Legislature: (1) Assembly Bill (A.B.) 458 (2019), which eliminates future increases in the amount of tax credits available to businesses that donate to certain scholarship organizations, did not meet the supermajority voting requirement but was passed during the 80th session of the Nevada Legislature in 2019; (2) A.B. 458 does not increase public revenue but instead redirects funds from a specific appropriation to the State General Fund; and (3) therefore, the bill was not subject to the supermajority requirement.

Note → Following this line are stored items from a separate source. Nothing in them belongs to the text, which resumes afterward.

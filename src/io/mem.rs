//! In-memory collaborators.

use super::{Source, Target};
use crate::types::PType;
use crate::value::Value;
use anyhow::Result;
use std::sync::{Arc, Mutex, PoisonError};

/// A fixed list of elements.
#[derive(Clone, Debug)]
pub struct MemSource {
    ptype: PType,
    values: Arc<Vec<Value>>,
}

impl MemSource {
    pub fn new<I, V>(ptype: PType, values: I) -> Self
    where
        I: IntoIterator<Item = V>,
        V: Into<Value>,
    {
        Self {
            ptype,
            values: Arc::new(values.into_iter().map(Into::into).collect()),
        }
    }
}

impl Source for MemSource {
    fn ptype(&self) -> PType {
        self.ptype.clone()
    }

    fn read(&self) -> Result<Vec<Value>> {
        Ok(self.values.as_ref().clone())
    }

    fn describe(&self) -> String {
        format!("mem[{}]", self.values.len())
    }
}

/// Collects written elements in a shared buffer. Clones share the buffer, so
/// keep one clone to inspect what the pipeline wrote.
#[derive(Clone, Debug)]
pub struct MemTarget {
    name: String,
    ptype: PType,
    buf: Arc<Mutex<Vec<Value>>>,
}

impl MemTarget {
    pub fn new(name: &str, ptype: PType) -> Self {
        Self {
            name: name.to_string(),
            ptype,
            buf: Arc::new(Mutex::new(Vec::new())),
        }
    }

    /// Everything written so far, in write order.
    #[must_use]
    pub fn contents(&self) -> Vec<Value> {
        self.buf
            .lock()
            .unwrap_or_else(PoisonError::into_inner)
            .clone()
    }
}

impl Target for MemTarget {
    fn ptype(&self) -> PType {
        self.ptype.clone()
    }

    fn location(&self) -> String {
        format!("mem://{}", self.name)
    }

    fn write(&self, values: Vec<Value>) -> Result<()> {
        self.buf
            .lock()
            .unwrap_or_else(PoisonError::into_inner)
            .extend(values);
        Ok(())
    }
}
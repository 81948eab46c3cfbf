//! Assertion functions for comparing pipeline outputs with expected values.

use crate::types::compare_values;
use crate::value::Value;
use std::collections::BTreeMap;

fn sorted(values: &[Value]) -> Vec<Value> {
    let mut v = values.to_vec();
    v.sort_by(compare_values);
    v
}

/// Assert that two element lists are equal in order and content.
///
/// # Panics
///
/// Panics if the lists differ in length or at any index.
///
/// # Example
///
/// ```
/// use ironcrunch::Value;
/// use ironcrunch::testing::assert_collections_equal;
///
/// assert_collections_equal(&[Value::Long(1), Value::Long(2)], &[Value::Long(1), Value::Long(2)]);
/// ```
pub fn assert_collections_equal(actual: &[Value], expected: &[Value]) {
    assert_eq!(
        actual.len(),
        expected.len(),
        "Collection length mismatch:\n  Expected length: {}\n  Actual length: {}\n  Expected: {expected:?}\n  Actual: {actual:?}",
        expected.len(),
        actual.len()
    );

    for (i, (a, e)) in actual.iter().zip(expected.iter()).enumerate() {
        assert_eq!(
            a, e,
            "Collection mismatch at index {i}:\n  Expected: {e:?}\n  Actual: {a:?}\n  Full expected: {expected:?}\n  Full actual: {actual:?}"
        );
    }
}

/// Assert that two element lists hold the same multiset of values.
///
/// Both sides are sorted with [`compare_values`] first, so duplicates count.
///
/// # Panics
///
/// Panics if the lists differ once sorted.
pub fn assert_collections_unordered_equal(actual: &[Value], expected: &[Value]) {
    let a = sorted(actual);
    let e = sorted(expected);
    if a != e {
        let missing: Vec<_> = e.iter().filter(|v| !a.contains(v)).collect();
        let extra: Vec<_> = a.iter().filter(|v| !e.contains(v)).collect();
        panic!(
            "Collection content mismatch:\n  Missing elements: {missing:?}\n  Extra elements: {extra:?}\n  Expected: {expected:?}\n  Actual: {actual:?}"
        );
    }
}

/// Assert that two tables are equal after sorting rows by key, then value.
///
/// # Panics
///
/// Panics if any element is not a pair or the sorted rows differ.
pub fn assert_kv_collections_equal(actual: &[Value], expected: &[Value]) {
    for v in actual.iter().chain(expected) {
        assert!(v.as_pair().is_some(), "Expected a key-value pair, got {v:?}");
    }
    assert_collections_equal(&sorted(actual), &sorted(expected));
}

/// Collect a `table<string, long>` into a map, for terse assertions.
///
/// # Panics
///
/// Panics on a row that is not a `(string, long)` pair, or on a repeated key.
#[must_use]
pub fn long_table(rows: &[Value]) -> BTreeMap<String, i64> {
    let mut out = BTreeMap::new();
    for row in rows {
        let Some((k, v)) = row.as_pair() else {
            panic!("Expected a key-value pair, got {row:?}");
        };
        let (Some(k), Some(v)) = (k.as_str(), v.as_long()) else {
            panic!("Expected a (string, long) row, got {row:?}");
        };
        let prev = out.insert(k.to_string(), v);
        assert!(prev.is_none(), "Duplicate key {k:?} in {rows:?}");
    }
    out
}

/// Assert that all elements satisfy `predicate`.
///
/// # Panics
///
/// Panics naming the first element that fails.
pub fn assert_all(collection: &[Value], predicate: impl Fn(&Value) -> bool) {
    for (i, item) in collection.iter().enumerate() {
        assert!(
            predicate(item),
            "Predicate failed for element at index {i}: {item:?}\n  Full collection: {collection:?}"
        );
    }
}

/// Assert that `collection` contains `element`.
///
/// # Panics
///
/// Panics if it does not.
pub fn assert_contains(collection: &[Value], element: &Value) {
    assert!(
        collection.contains(element),
        "Collection does not contain expected element:\n  Looking for: {element:?}\n  Collection: {collection:?}"
    );
}

#[cfg(test)]
mod tests {
    use super::*;

    #[test]
    fn unordered_counts_duplicates() {
        let a = [Value::Long(2), Value::Long(1), Value::Long(1)];
        assert_collections_unordered_equal(&a, &[Value::Long(1), Value::Long(1), Value::Long(2)]);
    }

    #[test]
    #[should_panic(expected = "content mismatch")]
    fn unordered_detects_multiplicity() {
        let a = [Value::Long(1), Value::Long(2), Value::Long(2)];
        assert_collections_unordered_equal(&a, &[Value::Long(1), Value::Long(1), Value::Long(2)]);
    }

    #[test]
    fn long_table_collects_rows() {
        let rows = [Value::pair("b", 2i64), Value::pair("a", 1i64)];
        let t = long_table(&rows);
        assert_eq!(t.get("a"), Some(&1));
        assert_eq!(t.len(), 2);
    }
}
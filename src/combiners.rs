//! Associative combiners for `combine_values`.
//!
//! A [`CombineFn`] folds two values of a group into one. The planner may apply
//! it on both sides of a shuffle (map-side pre-aggregation and reduce-side
//! final aggregation) and in any grouping, so implementations **must** be
//! associative and commutative. This is a documented precondition; misuse
//! shows up as wrong results, never as a runtime error.
//!
//! Built-ins:
//!
//! - [`SumLongs`], [`SumDoubles`] -- numeric sums.
//! - [`MaxLongs`], [`MinLongs`] -- extrema.
//! - [`Concat`] -- bag union of collection values.
//! - [`combine_with`] -- wrap a closure.

use crate::value::Value;
use anyhow::{Result, bail};

/// Binary associative, commutative fold over group members.
pub trait CombineFn: Send + Sync {
    fn combine(&self, a: Value, b: Value) -> Result<Value>;

    /// Label used in stage names and plan output.
    fn name(&self) -> &str {
        "combine"
    }
}

/// Fold a non-empty group with `c`. Returns `None` for an empty group.
pub fn fold_values(c: &dyn CombineFn, values: Vec<Value>) -> Result<Option<Value>> {
    let mut it = values.into_iter();
    let Some(mut acc) = it.next() else {
        return Ok(None);
    };
    for v in it {
        acc = c.combine(acc, v)?;
    }
    Ok(Some(acc))
}

fn longs(name: &str, a: &Value, b: &Value) -> Result<(i64, i64)> {
    match (a, b) {
        (Value::Long(x), Value::Long(y)) => Ok((*x, *y)),
        _ => bail!(
            "{name} expects longs, got {} and {}",
            a.kind_name(),
            b.kind_name()
        ),
    }
}

/// Sum of `long` values. Overflow is an error.
#[derive(Clone, Copy, Debug, Default)]
pub struct SumLongs;

impl CombineFn for SumLongs {
    fn combine(&self, a: Value, b: Value) -> Result<Value> {
        let (x, y) = longs("sum_longs", &a, &b)?;
        match x.checked_add(y) {
            Some(s) => Ok(Value::Long(s)),
            None => bail!("sum_longs overflowed adding {x} and {y}"),
        }
    }

    fn name(&self) -> &str {
        "sum_longs"
    }
}

/// Sum of `double` values.
#[derive(Clone, Copy, Debug, Default)]
pub struct SumDoubles;

impl CombineFn for SumDoubles {
    fn combine(&self, a: Value, b: Value) -> Result<Value> {
        match (&a, &b) {
            (Value::Double(x), Value::Double(y)) => Ok(Value::Double(x + y)),
            _ => bail!(
                "sum_doubles expects doubles, got {} and {}",
                a.kind_name(),
                b.kind_name()
            ),
        }
    }

    fn name(&self) -> &str {
        "sum_doubles"
    }
}

#[derive(Clone, Copy, Debug, Default)]
pub struct MaxLongs;

impl CombineFn for MaxLongs {
    fn combine(&self, a: Value, b: Value) -> Result<Value> {
        let (x, y) = longs("max_longs", &a, &b)?;
        Ok(Value::Long(x.max(y)))
    }

    fn name(&self) -> &str {
        "max_longs"
    }
}

#[derive(Clone, Copy, Debug, Default)]
pub struct MinLongs;

impl CombineFn for MinLongs {
    fn combine(&self, a: Value, b: Value) -> Result<Value> {
        let (x, y) = longs("min_longs", &a, &b)?;
        Ok(Value::Long(x.min(y)))
    }

    fn name(&self) -> &str {
        "min_longs"
    }
}

/// Bag union of `collection` values. Member order is unspecified.
#[derive(Clone, Copy, Debug, Default)]
pub struct Concat;

impl CombineFn for Concat {
    fn combine(&self, a: Value, b: Value) -> Result<Value> {
        match (a, b) {
            (Value::Collection(mut x), Value::Collection(y)) => {
                x.extend(y);
                Ok(Value::Collection(x))
            }
            (a, b) => bail!(
                "concat expects collections, got {} and {}",
                a.kind_name(),
                b.kind_name()
            ),
        }
    }

    fn name(&self) -> &str {
        "concat"
    }
}

/// A combiner backed by a closure.
pub struct FnCombiner<F> {
    name: String,
    f: F,
}

impl<F> CombineFn for FnCombiner<F>
where
    F: Fn(Value, Value) -> Result<Value> + Send + Sync,
{
    fn combine(&self, a: Value, b: Value) -> Result<Value> {
        (self.f)(a, b)
    }

    fn name(&self) -> &str {
        &self.name
    }
}

/// Wrap `f` as a named [`CombineFn`]. `f` must be associative and commutative.
pub fn combine_with<F>(name: &str, f: F) -> FnCombiner<F>
where
    F: Fn(Value, Value) -> Result<Value> + Send + Sync,
{
    FnCombiner {
        name: name.to_string(),
        f,
    }
}

#[cfg(test)]
mod tests {
    use super::*;

    #[test]
    fn fold_in_any_grouping_matches() {
        let vals: Vec<Value> = (1..=5i64).map(Value::Long).collect();
        let all = fold_values(&SumLongs, vals.clone()).unwrap().unwrap();
        let left = fold_values(&SumLongs, vals[..2].to_vec()).unwrap().unwrap();
        let right = fold_values(&SumLongs, vals[2..].to_vec()).unwrap().unwrap();
        assert_eq!(all, Value::Long(15));
        assert_eq!(SumLongs.combine(right, left).unwrap(), all);
    }

    #[test]
    fn empty_group_folds_to_none() {
        assert!(fold_values(&MaxLongs, vec![]).unwrap().is_none());
    }

    #[test]
    fn wrong_kinds_are_errors() {
        assert!(SumLongs.combine(Value::from("a"), Value::Long(1)).is_err());
        assert!(
            SumLongs
                .combine(Value::Long(i64::MAX), Value::Long(1))
                .is_err()
        );
        assert!(Concat.combine(Value::Long(1), Value::Long(2)).is_err());
    }

    #[test]
    fn closure_combiner_keeps_its_name() {
        let c = combine_with("longest", |a: Value, b: Value| {
            let la = a.as_str().map_or(0, str::len);
            let lb = b.as_str().map_or(0, str::len);
            Ok(if lb > la { b } else { a })
        });
        assert_eq!(c.name(), "longest");
        assert_eq!(
            c.combine(Value::from("ab"), Value::from("abc")).unwrap(),
            Value::from("abc")
        );
    }
}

Under the supermajority voting provision set forth in Article 4, Section 18(2) of the Nevada Constitution, at least two-thirds of the members’ votes in each house of the Nevada Legislature are required to pass any bill “which creates, generates, or increases any public revenue in any form, including but not limited to taxes, fees, assessments and rates, or changes in the computation bases for taxes, fees, assessments and rates.” Accordingly, a bill that is subject to the supermajority provision and fails to obtain the necessary two-thirds majority vote from each house cannot be constitutionally enacted. Assembly Bill (A.B.) 458 did not meet the supermajority voting requirement but nevertheless became law. Appellants, parents of scholarship recipients, a scholarship organization, and businesses who benefited from the tax credit, challenged the legislation as unconstitutional. On appeal, the Court found that appellants had standing. The Court also found that A.B. 458 redirects funds from a specific appropriation to the State General Fund rather than “creat[ing], generat[ing], or increas[ing]” public revenue as contemplated by the supermajority provision. Thus, Article 4, Section 18(2) of the Nevada Constitution does not apply to A.B. 458, and the bill is constitutional. Morency v. State, Dep’t of Education, 137 Nev. Adv. Op. No. 63, ___ P.3d ___ (October 7, 2021).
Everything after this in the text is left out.